▶ WHAT IS REQUIRED: In the material below, find every line with "health" and pull it out.

▶ TASK INPUTS:
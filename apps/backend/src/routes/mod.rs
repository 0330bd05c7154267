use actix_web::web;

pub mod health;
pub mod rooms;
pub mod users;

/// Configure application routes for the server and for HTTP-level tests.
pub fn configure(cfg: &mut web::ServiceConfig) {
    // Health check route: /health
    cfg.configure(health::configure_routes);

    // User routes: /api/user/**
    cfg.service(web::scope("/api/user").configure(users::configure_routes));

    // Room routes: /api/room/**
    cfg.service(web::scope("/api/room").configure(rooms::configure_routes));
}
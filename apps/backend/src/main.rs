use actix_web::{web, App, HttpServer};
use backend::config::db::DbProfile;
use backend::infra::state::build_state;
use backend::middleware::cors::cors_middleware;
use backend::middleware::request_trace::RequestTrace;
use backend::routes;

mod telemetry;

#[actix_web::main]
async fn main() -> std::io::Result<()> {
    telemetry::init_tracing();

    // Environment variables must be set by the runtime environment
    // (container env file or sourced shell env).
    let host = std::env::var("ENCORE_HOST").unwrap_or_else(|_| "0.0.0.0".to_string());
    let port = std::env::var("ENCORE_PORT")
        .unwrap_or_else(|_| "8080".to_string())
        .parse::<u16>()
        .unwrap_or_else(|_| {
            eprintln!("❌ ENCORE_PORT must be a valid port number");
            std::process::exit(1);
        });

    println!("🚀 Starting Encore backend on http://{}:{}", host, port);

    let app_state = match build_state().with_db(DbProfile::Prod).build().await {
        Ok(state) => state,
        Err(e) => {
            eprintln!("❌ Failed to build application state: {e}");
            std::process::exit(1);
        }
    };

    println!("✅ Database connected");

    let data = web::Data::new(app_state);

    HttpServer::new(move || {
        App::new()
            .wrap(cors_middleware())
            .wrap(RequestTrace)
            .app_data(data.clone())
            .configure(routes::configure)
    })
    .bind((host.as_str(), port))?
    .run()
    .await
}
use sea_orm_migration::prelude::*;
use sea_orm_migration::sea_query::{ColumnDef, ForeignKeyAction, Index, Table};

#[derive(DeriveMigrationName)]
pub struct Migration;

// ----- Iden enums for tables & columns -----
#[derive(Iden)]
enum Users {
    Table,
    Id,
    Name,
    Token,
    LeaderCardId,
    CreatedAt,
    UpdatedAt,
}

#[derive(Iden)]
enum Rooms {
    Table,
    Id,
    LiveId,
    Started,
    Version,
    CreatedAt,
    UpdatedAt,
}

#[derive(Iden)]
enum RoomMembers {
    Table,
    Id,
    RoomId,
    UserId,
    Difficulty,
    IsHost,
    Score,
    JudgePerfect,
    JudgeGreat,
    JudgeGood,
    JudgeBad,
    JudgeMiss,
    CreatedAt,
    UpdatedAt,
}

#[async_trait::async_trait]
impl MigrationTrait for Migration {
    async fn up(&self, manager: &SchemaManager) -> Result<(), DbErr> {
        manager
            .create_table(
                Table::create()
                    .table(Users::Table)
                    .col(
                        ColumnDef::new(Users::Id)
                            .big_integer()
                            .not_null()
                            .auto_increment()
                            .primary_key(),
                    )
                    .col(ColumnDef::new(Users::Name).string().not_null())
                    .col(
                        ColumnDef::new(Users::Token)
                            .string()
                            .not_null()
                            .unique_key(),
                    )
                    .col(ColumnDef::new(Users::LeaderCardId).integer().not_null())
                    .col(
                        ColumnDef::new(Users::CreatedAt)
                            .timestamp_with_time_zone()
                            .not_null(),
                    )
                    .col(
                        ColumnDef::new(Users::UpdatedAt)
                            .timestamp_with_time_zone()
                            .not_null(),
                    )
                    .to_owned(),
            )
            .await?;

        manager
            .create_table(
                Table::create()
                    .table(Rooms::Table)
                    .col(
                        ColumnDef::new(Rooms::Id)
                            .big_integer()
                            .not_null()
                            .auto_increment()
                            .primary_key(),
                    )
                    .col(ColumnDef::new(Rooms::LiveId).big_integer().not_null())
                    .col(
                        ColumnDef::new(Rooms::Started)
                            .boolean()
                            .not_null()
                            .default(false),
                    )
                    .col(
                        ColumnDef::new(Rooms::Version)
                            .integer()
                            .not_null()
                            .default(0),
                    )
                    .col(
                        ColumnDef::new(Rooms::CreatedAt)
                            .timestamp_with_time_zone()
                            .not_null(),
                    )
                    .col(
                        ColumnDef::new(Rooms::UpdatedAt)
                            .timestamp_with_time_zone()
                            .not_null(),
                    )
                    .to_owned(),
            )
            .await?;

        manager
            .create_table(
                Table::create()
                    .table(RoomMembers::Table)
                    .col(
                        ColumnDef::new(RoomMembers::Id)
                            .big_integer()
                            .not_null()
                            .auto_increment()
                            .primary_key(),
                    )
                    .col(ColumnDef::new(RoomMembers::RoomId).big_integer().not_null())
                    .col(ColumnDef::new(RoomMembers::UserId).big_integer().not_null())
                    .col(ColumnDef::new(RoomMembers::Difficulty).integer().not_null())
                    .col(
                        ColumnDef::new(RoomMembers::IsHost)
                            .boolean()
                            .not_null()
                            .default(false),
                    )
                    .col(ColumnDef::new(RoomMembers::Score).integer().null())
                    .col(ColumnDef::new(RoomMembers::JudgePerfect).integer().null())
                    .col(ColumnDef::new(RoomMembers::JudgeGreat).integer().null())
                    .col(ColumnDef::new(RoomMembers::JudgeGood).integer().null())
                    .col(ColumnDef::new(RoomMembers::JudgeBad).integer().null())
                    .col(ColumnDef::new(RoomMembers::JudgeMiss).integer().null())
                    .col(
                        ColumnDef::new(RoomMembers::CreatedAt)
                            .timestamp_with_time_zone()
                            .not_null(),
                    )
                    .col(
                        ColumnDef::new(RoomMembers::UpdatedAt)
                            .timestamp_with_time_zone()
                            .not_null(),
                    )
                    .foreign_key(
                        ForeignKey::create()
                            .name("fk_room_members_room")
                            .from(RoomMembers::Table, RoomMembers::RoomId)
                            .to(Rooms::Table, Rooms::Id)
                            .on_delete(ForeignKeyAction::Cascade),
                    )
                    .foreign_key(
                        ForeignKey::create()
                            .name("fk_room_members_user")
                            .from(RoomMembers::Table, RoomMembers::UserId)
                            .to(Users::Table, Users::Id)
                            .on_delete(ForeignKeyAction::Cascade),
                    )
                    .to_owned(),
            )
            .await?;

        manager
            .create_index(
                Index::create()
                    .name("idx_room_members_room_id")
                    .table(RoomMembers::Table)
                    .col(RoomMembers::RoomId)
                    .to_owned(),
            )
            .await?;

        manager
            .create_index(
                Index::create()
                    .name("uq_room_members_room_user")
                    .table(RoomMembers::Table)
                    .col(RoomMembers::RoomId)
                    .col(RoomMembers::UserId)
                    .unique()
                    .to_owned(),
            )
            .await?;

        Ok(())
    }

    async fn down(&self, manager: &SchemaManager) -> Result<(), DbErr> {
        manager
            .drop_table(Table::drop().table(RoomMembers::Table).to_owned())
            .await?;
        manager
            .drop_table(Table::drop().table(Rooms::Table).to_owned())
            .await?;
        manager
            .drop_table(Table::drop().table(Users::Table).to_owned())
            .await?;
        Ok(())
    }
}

---

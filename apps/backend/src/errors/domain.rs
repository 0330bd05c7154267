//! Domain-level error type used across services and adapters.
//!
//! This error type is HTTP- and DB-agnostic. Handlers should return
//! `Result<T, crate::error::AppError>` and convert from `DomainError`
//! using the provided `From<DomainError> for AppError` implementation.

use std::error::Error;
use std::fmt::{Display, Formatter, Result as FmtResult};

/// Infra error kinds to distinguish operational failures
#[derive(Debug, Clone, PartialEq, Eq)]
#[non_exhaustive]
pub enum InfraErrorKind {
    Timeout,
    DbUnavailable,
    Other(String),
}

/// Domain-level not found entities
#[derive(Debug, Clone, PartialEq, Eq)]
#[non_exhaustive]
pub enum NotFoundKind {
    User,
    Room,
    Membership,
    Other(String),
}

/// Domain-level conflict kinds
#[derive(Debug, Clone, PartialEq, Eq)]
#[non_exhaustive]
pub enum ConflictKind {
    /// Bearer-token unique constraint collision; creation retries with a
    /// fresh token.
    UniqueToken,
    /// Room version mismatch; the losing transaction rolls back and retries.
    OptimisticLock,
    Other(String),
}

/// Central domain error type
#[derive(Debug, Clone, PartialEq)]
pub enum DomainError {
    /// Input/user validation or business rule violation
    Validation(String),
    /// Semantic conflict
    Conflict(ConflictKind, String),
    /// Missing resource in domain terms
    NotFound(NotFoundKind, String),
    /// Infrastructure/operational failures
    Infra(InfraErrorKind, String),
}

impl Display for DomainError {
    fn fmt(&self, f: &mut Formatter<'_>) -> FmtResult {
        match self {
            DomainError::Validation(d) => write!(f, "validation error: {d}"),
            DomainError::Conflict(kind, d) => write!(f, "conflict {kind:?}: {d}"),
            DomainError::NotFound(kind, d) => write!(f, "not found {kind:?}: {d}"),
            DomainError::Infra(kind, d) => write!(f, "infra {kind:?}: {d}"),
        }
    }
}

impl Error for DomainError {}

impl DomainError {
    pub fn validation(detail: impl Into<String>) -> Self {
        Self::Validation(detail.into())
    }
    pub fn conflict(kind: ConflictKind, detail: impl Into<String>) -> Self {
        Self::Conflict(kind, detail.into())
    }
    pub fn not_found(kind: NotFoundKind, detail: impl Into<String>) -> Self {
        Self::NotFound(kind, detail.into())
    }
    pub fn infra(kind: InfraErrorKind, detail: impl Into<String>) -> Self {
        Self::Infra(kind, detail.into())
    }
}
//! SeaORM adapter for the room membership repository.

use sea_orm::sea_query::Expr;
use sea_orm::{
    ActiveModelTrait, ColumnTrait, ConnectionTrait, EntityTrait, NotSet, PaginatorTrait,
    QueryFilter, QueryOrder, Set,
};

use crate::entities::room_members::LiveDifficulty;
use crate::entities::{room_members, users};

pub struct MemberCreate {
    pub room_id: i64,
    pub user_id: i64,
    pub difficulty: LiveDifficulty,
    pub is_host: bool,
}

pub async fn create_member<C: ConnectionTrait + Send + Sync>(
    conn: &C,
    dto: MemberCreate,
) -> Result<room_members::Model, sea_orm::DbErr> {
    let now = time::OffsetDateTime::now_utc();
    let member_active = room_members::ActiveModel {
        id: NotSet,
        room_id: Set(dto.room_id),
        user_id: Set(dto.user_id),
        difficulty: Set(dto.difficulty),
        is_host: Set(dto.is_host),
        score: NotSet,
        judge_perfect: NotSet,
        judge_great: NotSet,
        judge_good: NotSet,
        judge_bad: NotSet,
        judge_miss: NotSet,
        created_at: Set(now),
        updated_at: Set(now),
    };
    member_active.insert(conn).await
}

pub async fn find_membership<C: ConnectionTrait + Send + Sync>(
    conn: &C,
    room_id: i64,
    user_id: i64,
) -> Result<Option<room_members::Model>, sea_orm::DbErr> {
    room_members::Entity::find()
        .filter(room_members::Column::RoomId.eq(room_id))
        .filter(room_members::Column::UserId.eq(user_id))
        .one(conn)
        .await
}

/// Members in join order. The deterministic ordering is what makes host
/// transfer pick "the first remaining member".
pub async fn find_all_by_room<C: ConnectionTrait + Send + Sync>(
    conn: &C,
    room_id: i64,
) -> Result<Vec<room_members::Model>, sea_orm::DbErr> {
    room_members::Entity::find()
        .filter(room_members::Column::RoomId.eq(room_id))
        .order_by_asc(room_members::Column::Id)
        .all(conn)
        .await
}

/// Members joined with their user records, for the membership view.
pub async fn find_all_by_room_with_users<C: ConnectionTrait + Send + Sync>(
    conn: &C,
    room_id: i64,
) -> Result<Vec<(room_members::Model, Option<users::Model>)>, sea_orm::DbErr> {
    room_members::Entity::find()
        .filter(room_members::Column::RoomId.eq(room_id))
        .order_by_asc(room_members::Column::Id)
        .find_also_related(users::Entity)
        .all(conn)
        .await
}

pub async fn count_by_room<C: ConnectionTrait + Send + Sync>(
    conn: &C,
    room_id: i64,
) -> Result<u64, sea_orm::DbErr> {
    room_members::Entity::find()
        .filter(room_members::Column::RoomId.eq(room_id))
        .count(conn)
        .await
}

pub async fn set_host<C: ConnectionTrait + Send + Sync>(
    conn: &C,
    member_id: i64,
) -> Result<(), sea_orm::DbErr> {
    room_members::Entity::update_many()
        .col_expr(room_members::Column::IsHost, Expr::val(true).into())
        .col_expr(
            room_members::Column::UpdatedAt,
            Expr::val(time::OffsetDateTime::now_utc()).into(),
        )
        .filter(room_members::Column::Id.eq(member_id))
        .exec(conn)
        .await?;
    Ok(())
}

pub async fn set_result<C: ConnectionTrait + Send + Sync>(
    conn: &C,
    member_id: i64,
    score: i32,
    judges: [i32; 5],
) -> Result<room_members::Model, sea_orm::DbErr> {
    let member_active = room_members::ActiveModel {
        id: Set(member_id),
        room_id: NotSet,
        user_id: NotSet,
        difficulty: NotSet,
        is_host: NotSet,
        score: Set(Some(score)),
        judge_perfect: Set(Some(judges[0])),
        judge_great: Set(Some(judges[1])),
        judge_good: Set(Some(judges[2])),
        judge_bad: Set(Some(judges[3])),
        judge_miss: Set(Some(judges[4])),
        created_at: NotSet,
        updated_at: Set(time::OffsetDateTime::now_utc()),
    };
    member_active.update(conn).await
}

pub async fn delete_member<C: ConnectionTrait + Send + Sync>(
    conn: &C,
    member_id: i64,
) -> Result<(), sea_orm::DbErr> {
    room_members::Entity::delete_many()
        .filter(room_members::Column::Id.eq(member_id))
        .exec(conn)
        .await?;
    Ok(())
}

==

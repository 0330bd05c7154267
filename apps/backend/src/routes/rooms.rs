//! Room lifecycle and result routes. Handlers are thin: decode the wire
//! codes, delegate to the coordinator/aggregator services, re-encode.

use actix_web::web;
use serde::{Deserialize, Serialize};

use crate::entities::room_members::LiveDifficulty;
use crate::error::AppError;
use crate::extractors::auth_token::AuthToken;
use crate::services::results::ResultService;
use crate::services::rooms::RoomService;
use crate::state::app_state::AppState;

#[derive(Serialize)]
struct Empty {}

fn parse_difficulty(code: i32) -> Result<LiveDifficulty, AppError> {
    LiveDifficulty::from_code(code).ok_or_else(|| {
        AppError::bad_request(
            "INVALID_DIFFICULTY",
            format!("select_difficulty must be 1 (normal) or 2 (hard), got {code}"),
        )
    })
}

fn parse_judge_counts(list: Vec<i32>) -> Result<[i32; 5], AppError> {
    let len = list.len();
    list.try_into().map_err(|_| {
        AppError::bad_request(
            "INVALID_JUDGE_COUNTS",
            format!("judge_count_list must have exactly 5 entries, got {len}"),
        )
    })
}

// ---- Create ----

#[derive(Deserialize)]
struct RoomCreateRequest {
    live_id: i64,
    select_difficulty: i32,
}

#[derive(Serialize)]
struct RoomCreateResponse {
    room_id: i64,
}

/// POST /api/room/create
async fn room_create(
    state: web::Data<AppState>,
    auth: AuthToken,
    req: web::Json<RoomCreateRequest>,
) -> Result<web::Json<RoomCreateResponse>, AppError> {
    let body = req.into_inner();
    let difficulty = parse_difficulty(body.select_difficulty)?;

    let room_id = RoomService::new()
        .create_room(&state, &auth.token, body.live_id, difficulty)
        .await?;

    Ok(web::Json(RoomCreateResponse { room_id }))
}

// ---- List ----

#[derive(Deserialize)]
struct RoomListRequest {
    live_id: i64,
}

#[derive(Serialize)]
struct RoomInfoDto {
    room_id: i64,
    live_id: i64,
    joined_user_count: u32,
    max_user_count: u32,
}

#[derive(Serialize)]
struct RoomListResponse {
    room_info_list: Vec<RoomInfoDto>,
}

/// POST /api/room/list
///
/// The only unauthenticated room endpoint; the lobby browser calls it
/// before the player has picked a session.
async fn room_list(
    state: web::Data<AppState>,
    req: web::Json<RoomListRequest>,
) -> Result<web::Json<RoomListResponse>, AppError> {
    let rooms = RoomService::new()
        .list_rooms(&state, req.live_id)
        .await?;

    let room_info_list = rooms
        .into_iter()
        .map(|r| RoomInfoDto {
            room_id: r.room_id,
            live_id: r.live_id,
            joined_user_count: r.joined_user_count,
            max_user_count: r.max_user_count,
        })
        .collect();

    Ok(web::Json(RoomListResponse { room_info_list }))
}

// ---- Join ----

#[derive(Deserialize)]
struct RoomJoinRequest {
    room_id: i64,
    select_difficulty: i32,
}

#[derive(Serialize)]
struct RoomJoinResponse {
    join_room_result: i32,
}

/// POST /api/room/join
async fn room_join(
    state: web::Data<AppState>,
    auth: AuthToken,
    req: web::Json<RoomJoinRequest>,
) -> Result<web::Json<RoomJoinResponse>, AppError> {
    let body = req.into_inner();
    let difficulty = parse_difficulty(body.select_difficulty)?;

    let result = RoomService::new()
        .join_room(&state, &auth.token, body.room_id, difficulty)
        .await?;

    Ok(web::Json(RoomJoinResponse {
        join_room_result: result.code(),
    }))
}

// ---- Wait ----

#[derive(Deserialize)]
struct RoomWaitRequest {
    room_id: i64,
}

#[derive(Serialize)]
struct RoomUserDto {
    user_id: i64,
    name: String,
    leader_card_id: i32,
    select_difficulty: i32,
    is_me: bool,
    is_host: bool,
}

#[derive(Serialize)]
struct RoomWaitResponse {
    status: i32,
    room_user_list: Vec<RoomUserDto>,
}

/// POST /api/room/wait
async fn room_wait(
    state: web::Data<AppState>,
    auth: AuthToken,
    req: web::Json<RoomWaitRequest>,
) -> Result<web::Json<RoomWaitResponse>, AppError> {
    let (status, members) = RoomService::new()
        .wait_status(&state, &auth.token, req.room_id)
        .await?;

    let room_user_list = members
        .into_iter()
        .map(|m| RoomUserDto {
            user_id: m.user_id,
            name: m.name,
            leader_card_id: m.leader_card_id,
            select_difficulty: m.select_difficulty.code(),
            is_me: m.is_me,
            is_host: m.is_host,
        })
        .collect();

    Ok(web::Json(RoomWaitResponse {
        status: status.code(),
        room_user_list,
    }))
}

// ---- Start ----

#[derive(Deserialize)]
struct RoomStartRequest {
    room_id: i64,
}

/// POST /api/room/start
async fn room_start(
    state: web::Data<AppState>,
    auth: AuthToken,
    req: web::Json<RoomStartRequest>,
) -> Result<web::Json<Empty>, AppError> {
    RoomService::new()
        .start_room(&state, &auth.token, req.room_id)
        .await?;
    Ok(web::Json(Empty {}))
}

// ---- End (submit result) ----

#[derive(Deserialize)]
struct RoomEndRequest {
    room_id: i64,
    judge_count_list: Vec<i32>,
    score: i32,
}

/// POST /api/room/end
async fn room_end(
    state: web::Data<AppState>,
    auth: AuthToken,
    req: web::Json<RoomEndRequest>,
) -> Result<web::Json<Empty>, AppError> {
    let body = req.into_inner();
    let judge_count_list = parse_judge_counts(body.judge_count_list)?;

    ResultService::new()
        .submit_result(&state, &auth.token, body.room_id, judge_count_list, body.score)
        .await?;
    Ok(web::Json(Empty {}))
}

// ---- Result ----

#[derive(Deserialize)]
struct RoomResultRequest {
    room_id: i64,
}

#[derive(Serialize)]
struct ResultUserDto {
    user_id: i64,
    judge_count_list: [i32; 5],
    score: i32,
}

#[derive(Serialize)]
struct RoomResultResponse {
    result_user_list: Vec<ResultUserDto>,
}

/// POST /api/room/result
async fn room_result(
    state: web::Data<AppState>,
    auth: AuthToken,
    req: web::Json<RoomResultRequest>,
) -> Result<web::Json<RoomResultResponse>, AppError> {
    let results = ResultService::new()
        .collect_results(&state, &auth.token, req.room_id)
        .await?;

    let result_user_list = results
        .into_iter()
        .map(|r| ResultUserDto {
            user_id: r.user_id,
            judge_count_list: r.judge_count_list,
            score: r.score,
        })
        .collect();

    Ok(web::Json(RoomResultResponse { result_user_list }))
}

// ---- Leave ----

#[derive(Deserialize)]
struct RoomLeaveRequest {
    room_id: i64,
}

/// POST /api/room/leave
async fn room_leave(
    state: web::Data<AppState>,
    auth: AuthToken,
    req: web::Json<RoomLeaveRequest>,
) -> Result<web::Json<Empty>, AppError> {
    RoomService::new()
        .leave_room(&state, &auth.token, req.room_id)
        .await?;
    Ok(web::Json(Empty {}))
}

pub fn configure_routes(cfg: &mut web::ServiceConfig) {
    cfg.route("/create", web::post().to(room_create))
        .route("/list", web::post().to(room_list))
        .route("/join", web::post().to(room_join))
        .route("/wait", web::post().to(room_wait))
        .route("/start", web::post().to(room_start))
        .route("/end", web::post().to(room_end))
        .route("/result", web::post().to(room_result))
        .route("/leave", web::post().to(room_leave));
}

▶ WRITTEN ANSWER:
pub mod health;
    // Health check route: /health
    cfg.configure(health::configure_routes);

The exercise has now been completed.